WHAT YOU WILL DO
Wherever a line in the material contains the word "trim", copy that line.

-- Opening Marker --

// handlers/protected/todos.rs - /api/orgs/:slug/todos handlers
//
// Organization-scoped todo list. The store stands in for the data-access layer:
// every store call counts as one query on the request log.

use std::collections::HashMap;

use axum::{
    extract::{Extension, Path, State},
    http::StatusCode,
    response::Json,
};
use chrono::{DateTime, Utc};
use serde::{Deserialize, Serialize};
use serde_json::{json, Value};
use tokio::sync::RwLock;
use uuid::Uuid;

use crate::app::AppState;
use crate::error::ApiError;
use crate::middleware::AuthUser;
use crate::observability::{self, OrgIdentity};

#[derive(Debug, Clone, Serialize, Deserialize)]
pub struct Todo {
    pub id: Uuid,
    pub title: String,
    pub done: bool,
    pub created_by: String,
    pub created_at: DateTime<Utc>,
}

#[derive(Debug, Deserialize)]
pub struct CreateTodo {
    pub title: String,
}

/// In-memory todo lists keyed by organization id
#[derive(Debug, Default)]
pub struct TodoStore {
    lists: RwLock<HashMap<String, Vec<Todo>>>,
}

impl TodoStore {
    pub fn new() -> Self {
        Self::default()
    }

    pub async fn list(&self, org_id: &str) -> Vec<Todo> {
        observability::increment_db_queries(1);
        let lists = self.lists.read().await;
        lists.get(org_id).cloned().unwrap_or_default()
    }

    pub async fn insert(&self, org_id: &str, todo: Todo) -> Todo {
        observability::increment_db_queries(1);
        let mut lists = self.lists.write().await;
        lists.entry(org_id.to_string()).or_default().push(todo.clone());
        todo
    }

    pub async fn remove(&self, org_id: &str, id: Uuid) -> Option<Todo> {
        observability::increment_db_queries(1);
        let mut lists = self.lists.write().await;
        let list = lists.get_mut(org_id)?;
        let index = list.iter().position(|t| t.id == id)?;
        Some(list.remove(index))
    }
}

/// Resolve the organization in the path against the token and record it on the request log
fn resolve_org(user: &AuthUser, slug: &str) -> Result<OrgIdentity, ApiError> {
    match (&user.org_id, &user.org_slug) {
        (Some(org_id), Some(org_slug)) if org_slug == slug => {
            let org = OrgIdentity {
                id: org_id.clone(),
                slug: Some(org_slug.clone()),
            };
            observability::add_org_context(&org, user.org_role.as_deref());
            Ok(org)
        }
        _ => {
            tracing::warn!(user_id = %user.user_id, slug = %slug, "Organization access denied");
            Err(ApiError::forbidden(format!("No access to organization '{}'", slug)))
        }
    }
}

/// GET /api/orgs/:slug/todos - list the organization's todos
pub async fn todos_get(
    State(state): State<AppState>,
    Extension(user): Extension<AuthUser>,
    Path(slug): Path<String>,
) -> Result<Json<Value>, ApiError> {
    let org = resolve_org(&user, &slug)?;

    let todos = state.todos.list(&org.id).await;
    observability::log::debug(format!("loaded {} todos", todos.len()));

    Ok(Json(json!({ "success": true, "data": todos })))
}

/// POST /api/orgs/:slug/todos - create a todo
pub async fn todos_post(
    State(state): State<AppState>,
    Extension(user): Extension<AuthUser>,
    Path(slug): Path<String>,
    Json(body): Json<CreateTodo>,
) -> Result<(StatusCode, Json<Value>), ApiError> {
    let org = resolve_org(&user, &slug)?;

    let title = body.title.trim();
    if title.is_empty() {
        let mut field_errors = HashMap::new();
        field_errors.insert("title".to_string(), "This field is required".to_string());
        return Err(ApiError::unprocessable_entity("Invalid todo", field_errors));
    }

    let todo = Todo {
        id: Uuid::new_v4(),
        title: title.to_string(),
        done: false,
        created_by: user.user_id.clone(),
        created_at: Utc::now(),
    };
    let todo = state.todos.insert(&org.id, todo).await;
    observability::log::info(format!("created todo {}", todo.id));

    Ok((StatusCode::CREATED, Json(json!({ "success": true, "data": todo }))))
}

/// DELETE /api/orgs/:slug/todos/:id - remove a todo
pub async fn todo_delete(
    State(state): State<AppState>,
    Extension(user): Extension<AuthUser>,
    Path((slug, id)): Path<(String, Uuid)>,
) -> Result<Json<Value>, ApiError> {
    let org = resolve_org(&user, &slug)?;

    match state.todos.remove(&org.id, id).await {
        Some(todo) => Ok(Json(json!({ "success": true, "data": todo }))),
        None => {
            observability::log::warn(format!("todo {} not found", id));
            Err(ApiError::not_found(format!("Todo '{}' not found", id)))
        }
    }
}

#[cfg(test)]
mod tests {
    use super::*;
    use crate::observability::{run_with_context, LogContext, RequestHandle};

    fn member_of(slug: &str) -> AuthUser {
        AuthUser {
            user_id: "user-1".to_string(),
            email: None,
            role: "member".to_string(),
            org_id: Some(format!("org-{slug}")),
            org_slug: Some(slug.to_string()),
            org_role: Some("owner".to_string()),
            impersonator_id: None,
        }
    }

    #[tokio::test]
    async fn test_store_counts_queries_on_the_request_log() {
        let store = TodoStore::new();
        let handle = RequestHandle::new(LogContext::new("req-1", "POST", "/api/orgs/acme/todos"));

        run_with_context(handle.clone(), async {
            let todo = Todo {
                id: Uuid::new_v4(),
                title: "ship it".to_string(),
                done: false,
                created_by: "user-1".to_string(),
                created_at: Utc::now(),
            };
            store.insert("org-acme", todo.clone()).await;
            assert_eq!(store.list("org-acme").await.len(), 1);
            assert!(store.remove("org-acme", todo.id).await.is_some());
            assert!(store.remove("org-acme", todo.id).await.is_none());
        })
        .await;

        assert_eq!(handle.snapshot().db_queries_count, 4);
    }

    #[tokio::test]
    async fn test_resolve_org_records_org_or_forbids() {
        let handle = RequestHandle::default();
        let user = member_of("acme");

        run_with_context(handle.clone(), async {
            assert!(resolve_org(&user, "acme").is_ok());
            let err = resolve_org(&user, "globex").unwrap_err();
            assert_eq!(err.status_code(), 403);
        })
        .await;

        let ctx = handle.snapshot();
        assert_eq!(ctx.org_id.as_deref(), Some("org-acme"));
        assert_eq!(ctx.org_slug.as_deref(), Some("acme"));
        assert_eq!(ctx.org_role.as_deref(), Some("owner"));
    }
}
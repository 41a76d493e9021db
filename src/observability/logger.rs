//! Subscriber setup.
//!
//! `RUST_LOG` wins when set; otherwise the floor comes from `LOG_LEVEL`.
//! Development gets human-readable output, other environments JSON lines.

use tracing_subscriber::{fmt, layer::SubscriberExt, util::SubscriberInitExt, EnvFilter};

use crate::config::LoggingConfig;

/// Directive string used when `RUST_LOG` is absent.
pub fn default_directives(config: &LoggingConfig) -> String {
    format!("{},tower_http=warn", config.level.as_str())
}

pub fn init_tracing(config: &LoggingConfig) -> Result<(), tracing_subscriber::util::TryInitError> {
    let env_filter = EnvFilter::try_from_default_env()
        .unwrap_or_else(|_| EnvFilter::new(default_directives(config)));

    if config.json {
        tracing_subscriber::registry()
            .with(env_filter)
            .with(fmt::layer().json().flatten_event(true).with_current_span(false))
            .try_init()
    } else {
        tracing_subscriber::registry()
            .with(env_filter)
            .with(fmt::layer().compact())
            .try_init()
    }
}
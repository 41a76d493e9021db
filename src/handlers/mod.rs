// handlers/mod.rs - Handler tiers
//
// Public (no auth) → Protected (JWT auth). Every tier reports into the request
// log through the observability enrichment API.

use axum::{extract::State, response::Json};
use serde_json::{json, Value};

use crate::app::AppState;

pub mod protected; // JWT authentication required (/api/*)
pub mod public;    // No authentication required

/// GET / - service information
pub async fn root() -> Json<Value> {
    let version = env!("CARGO_PKG_VERSION");

    Json(json!({
        "success": true,
        "data": {
            "name": "reqtail",
            "version": version,
            "description": "Multi-tenant API shell with request-scoped logging and tail sampling",
            "endpoints": {
                "health": "/health, /api/health (public, not logged)",
                "session": "/api/_auth/session (public, not logged)",
                "whoami": "/api/auth/whoami (protected)",
                "todos": "/api/orgs/:slug/todos[/:id] (protected, organization scoped)",
            }
        }
    }))
}

/// GET /health - liveness plus the current slow-request threshold
pub async fn health(State(state): State<AppState>) -> Json<Value> {
    let tracker = state.observability.tracker();

    Json(json!({
        "success": true,
        "data": {
            "status": "ok",
            "timestamp": chrono::Utc::now(),
            "slow_threshold_ms": tracker.threshold(),
            "latency_samples": tracker.sample_count(),
        }
    }))
}
use std::sync::Arc;

use rand::Rng;
use serde::{Deserialize, Serialize};

use super::percentile::PercentileTracker;

/// Why a finished request's log line was kept or dropped.
#[derive(Debug, Clone, Copy, PartialEq, Eq, Hash, Serialize, Deserialize)]
#[serde(rename_all = "lowercase")]
pub enum SamplingReason {
    Error,
    Slow,
    Random,
    /// Baseline bucket: dropped in production, kept unconditionally in development.
    All,
}

impl SamplingReason {
    pub fn as_str(&self) -> &'static str {
        match self {
            SamplingReason::Error => "error",
            SamplingReason::Slow => "slow",
            SamplingReason::Random => "random",
            SamplingReason::All => "all",
        }
    }
}

#[derive(Debug, Clone, Copy, PartialEq, Eq)]
pub struct SamplingDecision {
    pub should_log: bool,
    pub reason: SamplingReason,
}

impl SamplingDecision {
    pub const fn keep(reason: SamplingReason) -> Self {
        Self {
            should_log: true,
            reason,
        }
    }

    pub const fn drop_baseline() -> Self {
        Self {
            should_log: false,
            reason: SamplingReason::All,
        }
    }
}

/// Final facts the policy decides on.
#[derive(Debug, Clone, Copy, PartialEq, Eq)]
pub struct RequestOutcome {
    pub status_code: u16,
    pub duration_ms: u64,
}

/// Log severity, both as the `LOG_LEVEL` floor and as the emission level.
#[derive(Debug, Clone, Copy, PartialEq, Eq, PartialOrd, Ord, Hash, Serialize, Deserialize)]
#[serde(rename_all = "lowercase")]
pub enum Severity {
    Debug,
    Info,
    Warn,
    Error,
}

impl Severity {
    /// 5xx is `Error`, 4xx is `Warn`, everything else `Info`.
    pub fn for_status(status_code: u16) -> Self {
        if status_code >= 500 {
            Severity::Error
        } else if status_code >= 400 {
            Severity::Warn
        } else {
            Severity::Info
        }
    }

    pub fn parse(value: &str) -> Option<Self> {
        match value.trim().to_ascii_lowercase().as_str() {
            "debug" | "trace" => Some(Severity::Debug),
            "info" => Some(Severity::Info),
            "warn" | "warning" => Some(Severity::Warn),
            "error" => Some(Severity::Error),
            _ => None,
        }
    }

    pub fn as_str(&self) -> &'static str {
        match self {
            Severity::Debug => "debug",
            Severity::Info => "info",
            Severity::Warn => "warn",
            Severity::Error => "error",
        }
    }
}

#[derive(Debug, Clone, Copy, PartialEq, Eq, Serialize, Deserialize)]
pub enum SamplingMode {
    /// Tail sampling: errors and slow requests always, the baseline at `sample_rate`.
    Production,
    /// Keep everything.
    Development,
}

/// Tail sampling policy over a shared [`PercentileTracker`].
#[derive(Debug, Clone)]
pub struct SamplingPolicy {
    tracker: Arc<PercentileTracker>,
    sample_rate: f64,
    mode: SamplingMode,
}

impl SamplingPolicy {
    pub fn new(tracker: Arc<PercentileTracker>, sample_rate: f64, mode: SamplingMode) -> Self {
        Self {
            tracker,
            sample_rate: sample_rate.clamp(0.0, 1.0),
            mode,
        }
    }

    pub fn tracker(&self) -> &Arc<PercentileTracker> {
        &self.tracker
    }

    pub fn sample_rate(&self) -> f64 {
        self.sample_rate
    }

    pub fn mode(&self) -> SamplingMode {
        self.mode
    }

    pub fn decide(&self, outcome: RequestOutcome) -> SamplingDecision {
        self.decide_with(outcome, &mut rand::thread_rng())
    }

    pub fn decide_with<R: Rng + ?Sized>(&self, outcome: RequestOutcome, rng: &mut R) -> SamplingDecision {
        match self.mode {
            SamplingMode::Production => self.production_decision(outcome, rng),
            SamplingMode::Development => Self::development_decision(outcome),
        }
    }

    /// Ordered checks: error, then slow, then the random draw.
    ///
    /// Errors never reach the tracker; slow and baseline requests both feed it.
    pub fn production_decision<R: Rng + ?Sized>(&self, outcome: RequestOutcome, rng: &mut R) -> SamplingDecision {
        if outcome.status_code >= 400 {
            return SamplingDecision::keep(SamplingReason::Error);
        }

        if outcome.duration_ms > self.tracker.threshold() {
            self.tracker.update(outcome.duration_ms);
            return SamplingDecision::keep(SamplingReason::Slow);
        }

        self.tracker.update(outcome.duration_ms);

        let draw: f64 = rng.gen();
        if draw < self.sample_rate {
            SamplingDecision::keep(SamplingReason::Random)
        } else {
            SamplingDecision::drop_baseline()
        }
    }

    pub fn development_decision(_outcome: RequestOutcome) -> SamplingDecision {
        SamplingDecision::keep(SamplingReason::All)
    }
}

-- Closing Marker --

TASK SOLUTION
    let title = body.title.trim();
        match value.trim().to_ascii_lowercase().as_str() {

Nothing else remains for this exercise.